1.6. Survivin as a Nodal Protein
Due to its role in many different cellular actions and signaling pathways, survivin has been described as a nodal protein (Figure 2). In addition to a role in suppressing apoptosis, survivin is also a mitotic regulator involved in various cell division processes. One of the more remarkable functions of survivin revolves around its localization at the mitotic apparatus . Survivin is a component of the chromosomal passenger complex (CPC) and thereby functions as a key regulator of chromosomal segregation and cytokinesis . CPC localizes to centromeres and subsequently associates with central spindle midzones and the midbody.

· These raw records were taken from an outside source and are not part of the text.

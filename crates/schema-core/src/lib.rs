//! # schema-core
//!
//! Structural validation and reference resolution for JSON Schema
//! documents: schema trees with canonical and inline dereferencing,
//! `$ref` chain resolution with loop and dangling detection, a generic
//! dialect-driven tree walker, per-keyword syntax checking, and a
//! memoizing analysis cache.
mod analyzer;
pub mod dialect;
mod error;
mod expander;
mod loader;
mod report;
mod resolver;
mod syntax;
mod tree;
mod types;
mod walker;

pub use analyzer::SchemaAnalyzer;
pub use dialect::{
    Dialect, DialectBuilder, DialectRegistry, DialectRegistryBuilder, KeywordChecker,
    PointerCollector, Refinement,
};
pub use error::Error;
pub use expander::SchemaExpander;
pub use jsonref::{JsonPointer, JsonRef, UriRef, UriTranslator};
pub use loader::{DefaultLoader, IntoLoader, LoadError, SchemaLoader, SchemeRegistry};
pub use report::{LogLevel, ProcessingMessage, ProcessingReport};
pub use resolver::RefResolver;
pub use syntax::SyntaxProcessor;
pub use tree::{Dereferencing, SchemaKey, SchemaTree};
pub use types::{NodeType, TypeSet};
pub use walker::{SchemaListener, SchemaWalker};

The association of survivin with two other components of the CPC complex, INCENP (inner centromere protein antigens), and Borealin, regulates the localization of the enzymatic component, Aurora kinase B, to kinetochores  and, subsequently, facilitates chromosome alignment, segregation and cytokinesis during mitosis. In addition, it has been shown that DNA damage-induced activation of the checkpoint kinase 2 (CHK2) results in rapid release of survivin from the mitochondria and consequently inhibition of cell death, helping to promote tumor cell survival . DNA damage stimuli also stabilize p53, which in turn can repress the transcription of survivin and help balance the degree to which activation of CHK2 promotes survivin release and activation of caspases . In addition, survivin associates with microtubules contributing to spindle formation . Microtubule-assembled survivin is phosphorylated at mitosis upon association with CDK1. As a consequence, survivin is stabilized during mitosis, repressing cell death in mitotic cells .

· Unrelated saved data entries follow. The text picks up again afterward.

//! Thin helpers over `fluent-uri`.
//!
//! Every fluent-uri call in the crate goes through this module, so URI
//! handling stays in one place.

use fluent_uri::{Uri, UriRef};

use crate::Error;

/// Parse a URI reference (absolute or relative).
///
/// # Errors
///
/// Returns an error if the input is not a valid RFC 3986 URI reference.
pub fn parse_ref(input: &str) -> Result<UriRef<String>, Error> {
    UriRef::parse(input.to_owned()).map_err(|(e, _)| Error::invalid_uri(input, e))
}

/// Parse an absolute URI (scheme required).
///
/// # Errors
///
/// Returns an error if the input is not a valid absolute URI.
pub fn parse_absolute(input: &str) -> Result<Uri<String>, Error> {
    Uri::parse(input.to_owned()).map_err(|(e, _)| Error::invalid_uri(input, e))
}

/// Whether the reference is an absolute URI (carries a scheme).
#[must_use]
pub fn is_absolute(uri: &UriRef<String>) -> bool {
    uri.scheme().is_some()
}

/// Whether the reference is opaque: absolute, no authority, and a rootless
/// non-empty path (e.g. `jar:file:/a.jar!/entry`).
#[must_use]
pub fn is_opaque(uri: &UriRef<String>) -> bool {
    uri.scheme().is_some()
        && uri.authority().is_none()
        && !uri.path().as_str().is_empty()
        && !uri.path().as_str().starts_with('/')
}

/// Resolve `reference` against `base` per RFC 3986.
///
/// A reference with a scheme is returned as-is. Resolution against a
/// relative base is not defined by RFC 3986; the reference is returned
/// unchanged in that case.
///
/// # Errors
///
/// Returns an error if the underlying resolution fails (e.g. a
/// network-path reference against an authority-less base).
pub fn resolve(base: &UriRef<String>, reference: &UriRef<String>) -> Result<UriRef<String>, Error> {
    if reference.scheme().is_some() || base.scheme().is_none() {
        return Ok(reference.clone());
    }
    let absolute = parse_absolute(base.as_str())?;
    let resolved = reference
        .resolve_against(&absolute)
        .map_err(|e| Error::resolution(base.as_str(), reference.as_str(), e))?;
    parse_ref(resolved.as_str())
}

/// RFC 3986 syntax-based normalization, plus dropping explicit default
/// ports (fluent-uri leaves ports alone).
///
/// # Errors
///
/// Returns an error only if re-parsing the normalized form fails, which
/// does not happen for inputs produced by [`parse_ref`].
pub fn normalize(uri: &UriRef<String>) -> Result<UriRef<String>, Error> {
    let normalized = uri.normalize();
    match strip_default_port(normalized.as_str()) {
        Some(stripped) => parse_ref(&stripped),
        None => parse_ref(normalized.as_str()),
    }
}

/// Split a raw reference string into its fragment-less part and fragment.
#[must_use]
pub(crate) fn split_fragment(input: &str) -> (&str, Option<&str>) {
    match input.split_once('#') {
        Some((uri, fragment)) => (uri, Some(fragment)),
        None => (input, None),
    }
}

fn strip_default_port(input: &str) -> Option<String> {
    let (scheme, rest) = input.split_once(':')?;
    let default = match scheme {
        "http" | "ws" => ":80",
        "https" | "wss" => ":443",
        "ftp" => ":21",
        _ => return None,
    };
    let rest = rest.strip_prefix("//")?;
    let end = rest.find(['/', '?', '#']).unwrap_or(rest.len());
    let authority = rest[..end].strip_suffix(default)?;
    Some(format!("{scheme}://{authority}{}", &rest[end..]))
}

#[cfg(test)]
mod tests {
    use super::{is_absolute, is_opaque, normalize, parse_ref, resolve, split_fragment};

    #[test]
    fn classification() {
        assert!(is_absolute(&parse_ref("http://example.com/a").unwrap()));
        assert!(!is_absolute(&parse_ref("a/b").unwrap()));
        assert!(is_opaque(&parse_ref("jar:file:/x.jar!/a").unwrap()));
        assert!(!is_opaque(&parse_ref("http://example.com/a").unwrap()));
        assert!(!is_opaque(&parse_ref("file:/a/b").unwrap()));
    }

    #[test]
    fn hierarchical_resolution() {
        let base = parse_ref("http://example.com/a/b").unwrap();
        let reference = parse_ref("c").unwrap();
        assert_eq!(
            resolve(&base, &reference).unwrap().as_str(),
            "http://example.com/a/c"
        );
        let up = parse_ref("../d").unwrap();
        assert_eq!(
            resolve(&base, &up).unwrap().as_str(),
            "http://example.com/d"
        );
    }

    #[test]
    fn absolute_reference_wins() {
        let base = parse_ref("http://example.com/a/b").unwrap();
        let reference = parse_ref("https://other.org/x").unwrap();
        assert_eq!(
            resolve(&base, &reference).unwrap().as_str(),
            "https://other.org/x"
        );
    }

    #[test]
    fn relative_base_passes_reference_through() {
        let base = parse_ref("a/b").unwrap();
        let reference = parse_ref("c").unwrap();
        assert_eq!(resolve(&base, &reference).unwrap().as_str(), "c");
    }

    #[test]
    fn normalization() {
        let uri = parse_ref("HTTP://Example.COM:80/a/../b").unwrap();
        assert_eq!(normalize(&uri).unwrap().as_str(), "http://example.com/b");
        // Non-default ports survive
        let uri = parse_ref("http://example.com:8080/a").unwrap();
        assert_eq!(
            normalize(&uri).unwrap().as_str(),
            "http://example.com:8080/a"
        );
    }

    #[test]
    fn normalization_is_idempotent() {
        for input in ["HTTPS://Example.com:443/x/./y", "foo/../bar", "jar:file:/x.jar!/a"] {
            let once = normalize(&parse_ref(input).unwrap()).unwrap();
            let twice = normalize(&once).unwrap();
            assert_eq!(once.as_str(), twice.as_str());
        }
    }

    #[test]
    fn illegal_input_is_reported() {
        let error = parse_ref("http://exa mple.com/").expect_err("space is illegal");
        assert!(matches!(error, crate::Error::InvalidUri { .. }));
        let error = super::parse_absolute("no-scheme").expect_err("scheme is required");
        assert!(matches!(error, crate::Error::InvalidUri { .. }));
    }

    #[test]
    fn fragment_splitting() {
        assert_eq!(split_fragment("a#b"), ("a", Some("b")));
        assert_eq!(split_fragment("a"), ("a", None));
        assert_eq!(split_fragment("#/x"), ("", Some("/x")));
    }
}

1.7. Survivin Induces Chemoresistence
Early data indicated that survivin renders resistance to chemotherapy agents in tumor cells . It this study, HeLa cells expressing survivin from an adenoviral vector showed resistance to apoptosis induced by the microtubule stabilizer taxol (also called paclitaxel). Subsequently, it was shown that forced expression of wild-type survivin suppressed cytotoxicity induced by taxol in human ovarian  and prostate cancer cell lines  and taxol-induced cell cycle arrest leads to increase in the expression of survivin .

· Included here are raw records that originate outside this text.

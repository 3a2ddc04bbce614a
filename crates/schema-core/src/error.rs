use std::{fmt, sync::Arc};

use jsonref::JsonRef;

use crate::{loader::LoadError, report::ProcessingMessage};

/// Fatal errors raised by reference resolution, analysis, and
/// configuration assembly.
///
/// Syntax and structural problems are not errors: they accumulate in a
/// [`ProcessingReport`](crate::ProcessingReport). What ends up here are
/// the conditions that invalidate any further interpretation of a schema,
/// plus fail-fast configuration mistakes.
///
/// The type is `Clone` so that the analysis cache can hand a single
/// failure to every caller waiting on the same computation.
#[derive(Debug, Clone)]
pub enum Error {
    /// A reference chain revisited an already seen reference.
    RefLoop {
        /// The reference that closed the loop.
        reference: JsonRef,
        /// The ordered chain of references followed so far.
        chain: Vec<JsonRef>,
    },
    /// A reference resolved to a position that does not exist.
    DanglingRef { reference: JsonRef },
    /// The document loader failed for a locator.
    Loader {
        locator: String,
        source: Arc<LoadError>,
    },
    /// A reference string could not be resolved against its context.
    Reference(jsonref::Error),
    /// A report message reached the configured raise threshold.
    Fatal(ProcessingMessage),
    /// Invalid configuration detected while assembling immutable
    /// configuration objects. Never raised during request processing.
    Config { reason: String },
}

impl Error {
    pub(crate) fn ref_loop(reference: JsonRef, chain: Vec<JsonRef>) -> Error {
        Error::RefLoop { reference, chain }
    }

    pub(crate) fn dangling(reference: JsonRef) -> Error {
        Error::DanglingRef { reference }
    }

    pub(crate) fn loader(locator: impl Into<String>, source: LoadError) -> Error {
        Error::Loader {
            locator: locator.into(),
            source: Arc::new(source),
        }
    }

    pub(crate) fn config(reason: impl Into<String>) -> Error {
        Error::Config {
            reason: reason.into(),
        }
    }

    /// The ordered reference chain for loop errors, if any.
    #[must_use]
    pub fn chain(&self) -> Option<&[JsonRef]> {
        match self {
            Error::RefLoop { chain, .. } => Some(chain),
            _ => None,
        }
    }
}

impl fmt::Display for Error {
    fn fmt(&self, f: &mut fmt::Formatter<'_>) -> fmt::Result {
        match self {
            Error::RefLoop { reference, chain } => {
                write!(f, "Reference loop detected at '{reference}'; chain: [")?;
                for (i, entry) in chain.iter().enumerate() {
                    if i > 0 {
                        f.write_str(", ")?;
                    }
                    write!(f, "'{entry}'")?;
                }
                f.write_str("]")
            }
            Error::DanglingRef { reference } => {
                write!(f, "Reference '{reference}' resolves to a non-existent position")
            }
            Error::Loader { locator, source } => {
                write!(f, "Cannot load document at '{locator}': {source}")
            }
            Error::Reference(source) => source.fmt(f),
            Error::Fatal(message) => {
                write!(f, "Fatal processing message: {}", message.text())
            }
            Error::Config { reason } => write!(f, "Invalid configuration: {reason}"),
        }
    }
}

impl std::error::Error for Error {
    fn source(&self) -> Option<&(dyn std::error::Error + 'static)> {
        match self {
            Error::Loader { source, .. } => Some(source.as_ref()),
            Error::Reference(source) => Some(source),
            _ => None,
        }
    }
}

impl From<jsonref::Error> for Error {
    fn from(value: jsonref::Error) -> Self {
        Error::Reference(value)
    }
}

As noted above, significantly high expression of survivin has been reported in many cancers including lung, colon, breast, prostate, bladder, breast, laryngeal, uterine, hepatocellular, soft tissue sarcomas, renal, pancreas, high-grade lymphomas, neuroblastomas, and gastric cancers, as well as in hematologic cancers, such as myelodysplastic syndrome and acute leukemias [53–56,75]. High levels of survivin expression have also been observed in colorectal cancer cell lines resistant to the tumor necrosis factor-related apoptosis inducing ligand (TRAIL) , as well as in prostate cancer  and thyroid cancer cell lines resistant to cisplatin . Survivin was also suggested to induce resistance to flutamide anti-androgen therapy in prostate cancer cells . These data suggest the exciting possibility that more efficient chemotherapeutic approaches can be developed in combination with inhibitors of survivin.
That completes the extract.